The answer is the full set of records below, transcribed exactly.

» **Data records**:
☆ ☆ ☆ ☆ ☆

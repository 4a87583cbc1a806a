use crate::shared::bounding_box::BoundingBox;
use crate::shared::constants;

/// Tunable thresholds for the capture gate.
///
/// One value is threaded through a whole session; the defaults come from
/// [`crate::shared::constants`].
#[derive(Clone, Debug)]
pub struct GateConfig {
    pub min_face_width: u32,
    pub min_face_height: u32,
    pub max_face_width: u32,
    pub max_face_height: u32,
    pub max_photo_width: u32,
    pub max_photo_height: u32,
    /// Sharpness scores at or below this are rejected as blurred.
    pub sharpness_threshold: f64,
    /// Encoded-size cap applied to accepted still photos.
    pub photo_byte_limit: usize,
    /// Center movement at or below this between consecutive accepted frames
    /// is rejected as a static subject.
    pub min_center_distance: f64,
    /// Consecutive valid frames required for streamed acceptance.
    pub required_streak: u32,
    /// Caller-facing progress scale; progress = streak × unit / required.
    pub progress_unit: u32,
}

impl Default for GateConfig {
    fn default() -> Self {
        Self {
            min_face_width: constants::MIN_FACE_WIDTH,
            min_face_height: constants::MIN_FACE_HEIGHT,
            max_face_width: constants::MAX_FACE_WIDTH,
            max_face_height: constants::MAX_FACE_HEIGHT,
            max_photo_width: constants::MAX_PHOTO_WIDTH,
            max_photo_height: constants::MAX_PHOTO_HEIGHT,
            sharpness_threshold: constants::SHARPNESS_THRESHOLD,
            photo_byte_limit: constants::PHOTO_BYTE_LIMIT,
            min_center_distance: constants::MIN_CENTER_DISTANCE,
            required_streak: constants::REQUIRED_STREAK,
            progress_unit: constants::PROGRESS_UNIT,
        }
    }
}

impl GateConfig {
    /// Absolute size-bounds admission test, each axis checked independently.
    pub fn face_in_bounds(&self, bounds: &BoundingBox) -> bool {
        let w = bounds.width;
        let h = bounds.height;
        w >= self.min_face_width as i32
            && w <= self.max_face_width as i32
            && h >= self.min_face_height as i32
            && h <= self.max_face_height as i32
    }
}

#[cfg(test)]
mod tests {
    use super::*;
    use rstest::rstest;

    #[rstest]
    #[case::at_minimum(100, 100, true)]
    #[case::at_maximum(800, 800, true)]
    #[case::typical(320, 400, true)]
    #[case::below_min_width(99, 200, false)]
    #[case::below_min_height(200, 99, false)]
    #[case::above_max_width(801, 200, false)]
    #[case::above_max_height(200, 801, false)]
    #[case::small_square(50, 50, false)]
    fn test_face_in_bounds(#[case] w: i32, #[case] h: i32, #[case] expected: bool) {
        let config = GateConfig::default();
        let bounds = BoundingBox::new(0, 0, w, h);
        assert_eq!(config.face_in_bounds(&bounds), expected);
    }

    #[test]
    fn test_defaults_match_constants() {
        let config = GateConfig::default();
        assert_eq!(config.max_photo_width, 960);
        assert_eq!(config.max_photo_height, 800);
        assert_eq!(config.required_streak, 3);
        assert_eq!(config.progress_unit, 360);
        assert_eq!(config.photo_byte_limit, 1024 * 1024);
    }
}
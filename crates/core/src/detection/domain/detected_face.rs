use crate::shared::bounding_box::BoundingBox;

/// A face that passed screening: bounding box, centroid, and the time it was
/// observed. The centroid is what the liveness tracker compares between
/// consecutive frames.
#[derive(Clone, Debug, PartialEq)]
pub struct DetectedFace {
    pub bounds: BoundingBox,
    pub center: (i32, i32),
    pub timestamp_ms: u64,
}

impl DetectedFace {
    pub fn new(bounds: BoundingBox, timestamp_ms: u64) -> Self {
        Self {
            bounds,
            center: bounds.center(),
            timestamp_ms,
        }
    }

    /// Centroid distance to another detection.
    pub fn distance_to(&self, other: &DetectedFace) -> f64 {
        self.bounds.center_distance(&other.bounds)
    }
}
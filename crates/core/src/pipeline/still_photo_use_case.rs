//! One-shot still-photo gate: load → screen → size bounds → byte budget →
//! persist. No temporal state.

use std::path::Path;

use crate::artifact::domain::artifact_sink::{artifact_name, ArtifactSink};
use crate::detection::domain::screen_outcome::ScreenStatus;
use crate::pipeline::face_screener::FaceScreener;
use crate::pipeline::results::{rejection_message, StillResult};
use crate::preprocess::still_loader;
use crate::shared::config::GateConfig;
use crate::shared::frame::Frame;
use crate::shared::messages;

pub struct StillPhotoUseCase {
    screener: FaceScreener,
    sink: Box<dyn ArtifactSink>,
    config: GateConfig,
}

impl StillPhotoUseCase {
    pub fn new(screener: FaceScreener, sink: Box<dyn ArtifactSink>, config: GateConfig) -> Self {
        Self {
            screener,
            sink,
            config,
        }
    }

    /// Gates a photo file. Unreadable files surface as an ordinary
    /// rejection, never as an error.
    pub fn evaluate_path(&mut self, path: &Path) -> StillResult {
        let frame = match still_loader::load_oriented(path) {
            Ok(frame) => frame,
            Err(e) => {
                log::warn!("still photo {} rejected: {e}", path.display());
                return StillResult::rejected(messages::MSG_UNREADABLE_PHOTO);
            }
        };
        self.evaluate_frame(frame)
    }

    /// Gates an already-decoded image.
    pub fn evaluate_frame(&mut self, frame: Frame) -> StillResult {
        let outcome = self.screener.screen(&frame);
        let Some(face) = outcome.face.as_ref() else {
            return StillResult::rejected(rejection_message(outcome.status));
        };
        debug_assert_eq!(outcome.status, ScreenStatus::Ok);

        // Size bounds are their own rejection; a too-small face must not
        // read as a sharpness problem.
        if !self.config.face_in_bounds(&face.bounds) {
            log::debug!(
                "face {}x{} outside size bounds",
                face.bounds.width,
                face.bounds.height
            );
            return StillResult::rejected(messages::MSG_FACE_SIZE);
        }

        let name = artifact_name(face.timestamp_ms);
        let fitted = still_loader::fit_byte_budget(frame, self.config.photo_byte_limit);
        match self.sink.save(&fitted, &name) {
            Ok(reference) => StillResult::accepted(reference),
            Err(e) => {
                log::error!("could not persist accepted photo: {e}");
                StillResult::rejected(messages::MSG_SAVE_FAILED)
            }
        }
    }
}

☆ ☆ ☆ ☆ ☆

» **Answer for the task**:
repository 4a87583cbc1a806a
use crate::shared::bounding_box::BoundingBox;
use crate::shared::constants;

/// Tunable thresholds for the capture gate.
///
/// One value is threaded through a whole session; the defaults come from
/// [`crate::shared::constants`].
#[derive(Clone, Debug)]
pub struct GateConfig {
    pub min_face_width: u32,
    pub min_face_height: u32,
    pub max_face_width: u32,
    pub max_face_height: u32,
    pub max_photo_width: u32,
    pub max_photo_height: u32,
    /// Sharpness scores at or below this are rejected as blurred.
    pub sharpness_threshold: f64,
    /// Encoded-size cap applied to accepted still photos.
    pub photo_byte_limit: usize,
    /// Center movement at or below this between consecutive accepted frames
    /// is rejected as a static subject.
    pub min_center_distance: f64,
    /// Consecutive valid frames required for streamed acceptance.
    pub required_streak: u32,
    /// Caller-facing progress scale; progress = streak × unit / required.
    pub progress_unit: u32,
}

impl Default for GateConfig {
    fn default() -> Self {
        Self {
            min_face_width: constants::MIN_FACE_WIDTH,
            min_face_height: constants::MIN_FACE_HEIGHT,
            max_face_width: constants::MAX_FACE_WIDTH,
            max_face_height: constants::MAX_FACE_HEIGHT,
            max_photo_width: constants::MAX_PHOTO_WIDTH,
            max_photo_height: constants::MAX_PHOTO_HEIGHT,
            sharpness_threshold: constants::SHARPNESS_THRESHOLD,
            photo_byte_limit: constants::PHOTO_BYTE_LIMIT,
            min_center_distance: constants::MIN_CENTER_DISTANCE,
            required_streak: constants::REQUIRED_STREAK,
            progress_unit: constants::PROGRESS_UNIT,
        }
    }
}

impl GateConfig {
    /// Absolute size-bounds admission test, each axis checked independently.
    pub fn face_in_bounds(&self, bounds: &BoundingBox) -> bool {
        let w = bounds.width;
        let h = bounds.height;
        w >= self.min_face_width as i32
            && w <= self.max_face_width as i32
            && h >= self.min_face_height as i32
            && h <= self.max_face_height as i32
    }
}

#[cfg(test)]
mod tests {
    use super::*;
    use rstest::rstest;

    #[rstest]
    #[case::at_minimum(100, 100, true)]
    #[case::at_maximum(800, 800, true)]
    #[case::typical(320, 400, true)]
    #[case::below_min_width(99, 200, false)]
    #[case::below_min_height(200, 99, false)]
    #[case::above_max_width(801, 200, false)]
    #[case::above_max_height(200, 801, false)]
    #[case::small_square(50, 50, false)]
    fn test_face_in_bounds(#[case] w: i32, #[case] h: i32, #[case] expected: bool) {
        let config = GateConfig::default();
        let bounds = BoundingBox::new(0, 0, w, h);
        assert_eq!(config.face_in_bounds(&bounds), expected);
    }

    #[test]
    fn test_defaults_match_constants() {
        let config = GateConfig::default();
        assert_eq!(config.max_photo_width, 960);
        assert_eq!(config.max_photo_height, 800);
        assert_eq!(config.required_streak, 3);
        assert_eq!(config.progress_unit, 360);
        assert_eq!(config.photo_byte_limit, 1024 * 1024);
    }
}
filename crates/core/src/detection/domain/detected_face.rs
use crate::shared::bounding_box::BoundingBox;

/// A face that passed screening: bounding box, centroid, and the time it was
/// observed. The centroid is what the liveness tracker compares between
/// consecutive frames.
#[derive(Clone, Debug, PartialEq)]
pub struct DetectedFace {
    pub bounds: BoundingBox,
    pub center: (i32, i32),
    pub timestamp_ms: u64,
}

impl DetectedFace {
    pub fn new(bounds: BoundingBox, timestamp_ms: u64) -> Self {
        Self {
            bounds,
            center: bounds.center(),
            timestamp_ms,
        }
    }

    /// Centroid distance to another detection.
    pub fn distance_to(&self, other: &DetectedFace) -> f64 {
        self.bounds.center_distance(&other.bounds)
    }
}
filename crates/core/src/pipeline/still_photo_use_case.rs
//! One-shot still-photo gate: load → screen → size bounds → byte budget →
//! persist. No temporal state.

use std::path::Path;

use crate::artifact::domain::artifact_sink::{artifact_name, ArtifactSink};
use crate::detection::domain::screen_outcome::ScreenStatus;
use crate::pipeline::face_screener::FaceScreener;
use crate::pipeline::results::{rejection_message, StillResult};
use crate::preprocess::still_loader;
use crate::shared::config::GateConfig;
use crate::shared::frame::Frame;
use crate::shared::messages;

pub struct StillPhotoUseCase {
    screener: FaceScreener,
    sink: Box<dyn ArtifactSink>,
    config: GateConfig,
}

impl StillPhotoUseCase {
    pub fn new(screener: FaceScreener, sink: Box<dyn ArtifactSink>, config: GateConfig) -> Self {
        Self {
            screener,
            sink,
            config,
        }
    }

    /// Gates a photo file. Unreadable files surface as an ordinary
    /// rejection, never as an error.
    pub fn evaluate_path(&mut self, path: &Path) -> StillResult {
        let frame = match still_loader::load_oriented(path) {
            Ok(frame) => frame,
            Err(e) => {
                log::warn!("still photo {} rejected: {e}", path.display());
                return StillResult::rejected(messages::MSG_UNREADABLE_PHOTO);
            }
        };
        self.evaluate_frame(frame)
    }

    /// Gates an already-decoded image.
    pub fn evaluate_frame(&mut self, frame: Frame) -> StillResult {
        let outcome = self.screener.screen(&frame);
        let Some(face) = outcome.face.as_ref() else {
            return StillResult::rejected(rejection_message(outcome.status));
        };
        debug_assert_eq!(outcome.status, ScreenStatus::Ok);

        // Size bounds are their own rejection; a too-small face must not
        // read as a sharpness problem.
        if !self.config.face_in_bounds(&face.bounds) {
            log::debug!(
                "face {}x{} outside size bounds",
                face.bounds.width,
                face.bounds.height
            );
            return StillResult::rejected(messages::MSG_FACE_SIZE);
        }

        let name = artifact_name(face.timestamp_ms);
        let fitted = still_loader::fit_byte_budget(frame, self.config.photo_byte_limit);
        match self.sink.save(&fitted, &name) {
            Ok(reference) => StillResult::accepted(reference),
            Err(e) => {
                log::error!("could not persist accepted photo: {e}");
                StillResult::rejected(messages::MSG_SAVE_FAILED)
            }
        }
    }
}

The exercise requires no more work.